The records that follow are to be reproduced verbatim.

→ SUPPLIED ENTRIES:
════════

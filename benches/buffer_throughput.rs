//! Buffer and parser benchmarks
//!
//! Measures:
//! - greedy fill and drain of a ByteBuffer through scripted transports
//! - request parsing, whole and split into small pieces
//!
//! Run with: cargo bench --bench buffer_throughput

use bytes::Bytes;
use criterion::{black_box, criterion_group, criterion_main, BenchmarkId, Criterion, Throughput};
use liso::http::{Handler, HandlerResult, HttpRequest, Parsed, Reply, RequestParser};
use liso::net::{ByteBuffer, DEFAULT_CHUNK};
use std::io::{self, Read, Write};

/// Hands out `data` in `step`-sized reads, then would-block
struct Source {
    data: Bytes,
    step: usize,
}

impl Read for Source {
    fn read(&mut self, buf: &mut [u8]) -> io::Result<usize> {
        if self.data.is_empty() {
            return Err(io::ErrorKind::WouldBlock.into());
        }
        let n = self.step.min(buf.len()).min(self.data.len());
        buf[..n].copy_from_slice(&self.data.split_to(n));
        Ok(n)
    }
}

struct Sink;

impl Write for Sink {
    fn write(&mut self, data: &[u8]) -> io::Result<usize> {
        Ok(black_box(data.len()))
    }

    fn flush(&mut self) -> io::Result<()> {
        Ok(())
    }
}

struct Discard;

impl Handler for Discard {
    fn handle_get(&mut self, _: &HttpRequest<'_>, _: &mut Reply<'_>) -> HandlerResult {
        Ok(())
    }

    fn handle_head(&mut self, _: &HttpRequest<'_>, _: &mut Reply<'_>) -> HandlerResult {
        Ok(())
    }

    fn handle_post(&mut self, req: &HttpRequest<'_>, _: &mut Reply<'_>) -> HandlerResult {
        black_box(req.body());
        Ok(())
    }
}

fn bench_fill_drain(c: &mut Criterion) {
    let mut group = c.benchmark_group("buffer_fill_drain");

    for size in [DEFAULT_CHUNK, DEFAULT_CHUNK * 16, DEFAULT_CHUNK * 128].iter() {
        let payload = Bytes::from(vec![0xabu8; *size]);
        group.throughput(Throughput::Bytes(*size as u64));
        group.bench_with_input(BenchmarkId::from_parameter(size), size, |b, _| {
            b.iter(|| {
                let mut buf = ByteBuffer::new();
                let mut src = Source {
                    data: payload.clone(),
                    step: 1460,
                };
                buf.append_from(&mut src).unwrap();
                buf.drain_to(&mut Sink).unwrap();
                black_box(buf.capacity());
            });
        });
    }

    group.finish();
}

fn bench_parse(c: &mut Criterion) {
    let mut group = c.benchmark_group("request_parse");
    let wire = Bytes::from_static(
        b"POST /submit HTTP/1.1\r\n\
          Host: localhost\r\n\
          User-Agent: bench\r\n\
          Accept: */*\r\n\
          Content-Length: 16\r\n\r\n\
          0123456789abcdef",
    );
    group.throughput(Throughput::Bytes(wire.len() as u64));

    for piece in [wire.len(), 16, 1].iter() {
        group.bench_with_input(BenchmarkId::new("pieces_of", piece), piece, |b, &piece| {
            b.iter(|| {
                let mut parser = RequestParser::new();
                let mut input = ByteBuffer::new();
                let mut output = ByteBuffer::new();
                let mut pipe = None;
                let mut last = Parsed::Pending;
                for chunk in wire.chunks(piece) {
                    input.extend_from_slice(chunk);
                    let reply = Reply {
                        output: &mut output,
                        pipe: &mut pipe,
                    };
                    last = parser.parse(&mut input, reply, &mut Discard).unwrap();
                }
                assert_eq!(last, Parsed::KeepAlive);
            });
        });
    }

    group.finish();
}

criterion_group! {
    name = buffer_benches;
    config = Criterion::default().sample_size(50);
    targets = bench_fill_drain, bench_parse
}

criterion_main!(buffer_benches);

════════

→ EXERCISE ANSWER:
filename benches/buffer_throughput.rs
//! Buffer and parser benchmarks
//!
//! Measures:
//! - greedy fill and drain of a ByteBuffer through scripted transports
//! - request parsing, whole and split into small pieces
//!
//! Run with: cargo bench --bench buffer_throughput

use bytes::Bytes;
use criterion::{black_box, criterion_group, criterion_main, BenchmarkId, Criterion, Throughput};
use liso::http::{Handler, HandlerResult, HttpRequest, Parsed, Reply, RequestParser};
use liso::net::{ByteBuffer, DEFAULT_CHUNK};
use std::io::{self, Read, Write};

/// Hands out `data` in `step`-sized reads, then would-block
struct Source {
    data: Bytes,
    step: usize,
}

impl Read for Source {
    fn read(&mut self, buf: &mut [u8]) -> io::Result<usize> {
        if self.data.is_empty() {
            return Err(io::ErrorKind::WouldBlock.into());
        }
        let n = self.step.min(buf.len()).min(self.data.len());
        buf[..n].copy_from_slice(&self.data.split_to(n));
        Ok(n)
    }
}

struct Sink;

impl Write for Sink {
    fn write(&mut self, data: &[u8]) -> io::Result<usize> {
        Ok(black_box(data.len()))
    }

    fn flush(&mut self) -> io::Result<()> {
        Ok(())
    }
}

struct Discard;

impl Handler for Discard {
    fn handle_get(&mut self, _: &HttpRequest<'_>, _: &mut Reply<'_>) -> HandlerResult {
        Ok(())
    }

    fn handle_head(&mut self, _: &HttpRequest<'_>, _: &mut Reply<'_>) -> HandlerResult {
        Ok(())
    }

    fn handle_post(&mut self, req: &HttpRequest<'_>, _: &mut Reply<'_>) -> HandlerResult {
        black_box(req.body());
        Ok(())
    }
}

fn bench_fill_drain(c: &mut Criterion) {
    let mut group = c.benchmark_group("buffer_fill_drain");

    for size in [DEFAULT_CHUNK, DEFAULT_CHUNK * 16, DEFAULT_CHUNK * 128].iter() {
        let payload = Bytes::from(vec![0xabu8; *size]);
        group.throughput(Throughput::Bytes(*size as u64));
        group.bench_with_input(BenchmarkId::from_parameter(size), size, |b, _| {
            b.iter(|| {
                let mut buf = ByteBuffer::new();
                let mut src = Source {
                    data: payload.clone(),
                    step: 1460,
                };
                buf.append_from(&mut src).unwrap();
                buf.drain_to(&mut Sink).unwrap();
                black_box(buf.capacity());
            });
        });
    }

    group.finish();
}

fn bench_parse(c: &mut Criterion) {
    let mut group = c.benchmark_group("request_parse");
    let wire = Bytes::from_static(
        b"POST /submit HTTP/1.1\r\n\
          Host: localhost\r\n\
          User-Agent: bench\r\n\
          Accept: */*\r\n\
          Content-Length: 16\r\n\r\n\
          0123456789abcdef",
    );
    group.throughput(Throughput::Bytes(wire.len() as u64));

    for piece in [wire.len(), 16, 1].iter() {
        group.bench_with_input(BenchmarkId::new("pieces_of", piece), piece, |b, &piece| {
            b.iter(|| {
                let mut parser = RequestParser::new();
                let mut input = ByteBuffer::new();
                let mut output = ByteBuffer::new();
                let mut pipe = None;
                let mut last = Parsed::Pending;
                for chunk in wire.chunks(piece) {
                    input.extend_from_slice(chunk);
                    let reply = Reply {
                        output: &mut output,
                        pipe: &mut pipe,
                    };
                    last = parser.parse(&mut input, reply, &mut Discard).unwrap();
                }
                assert_eq!(last, Parsed::KeepAlive);
            });
        });
    }

    group.finish();
}

criterion_group! {
    name = buffer_benches;
    config = Criterion::default().sample_size(50);
    targets = bench_fill_drain, bench_parse
}

criterion_main!(buffer_benches);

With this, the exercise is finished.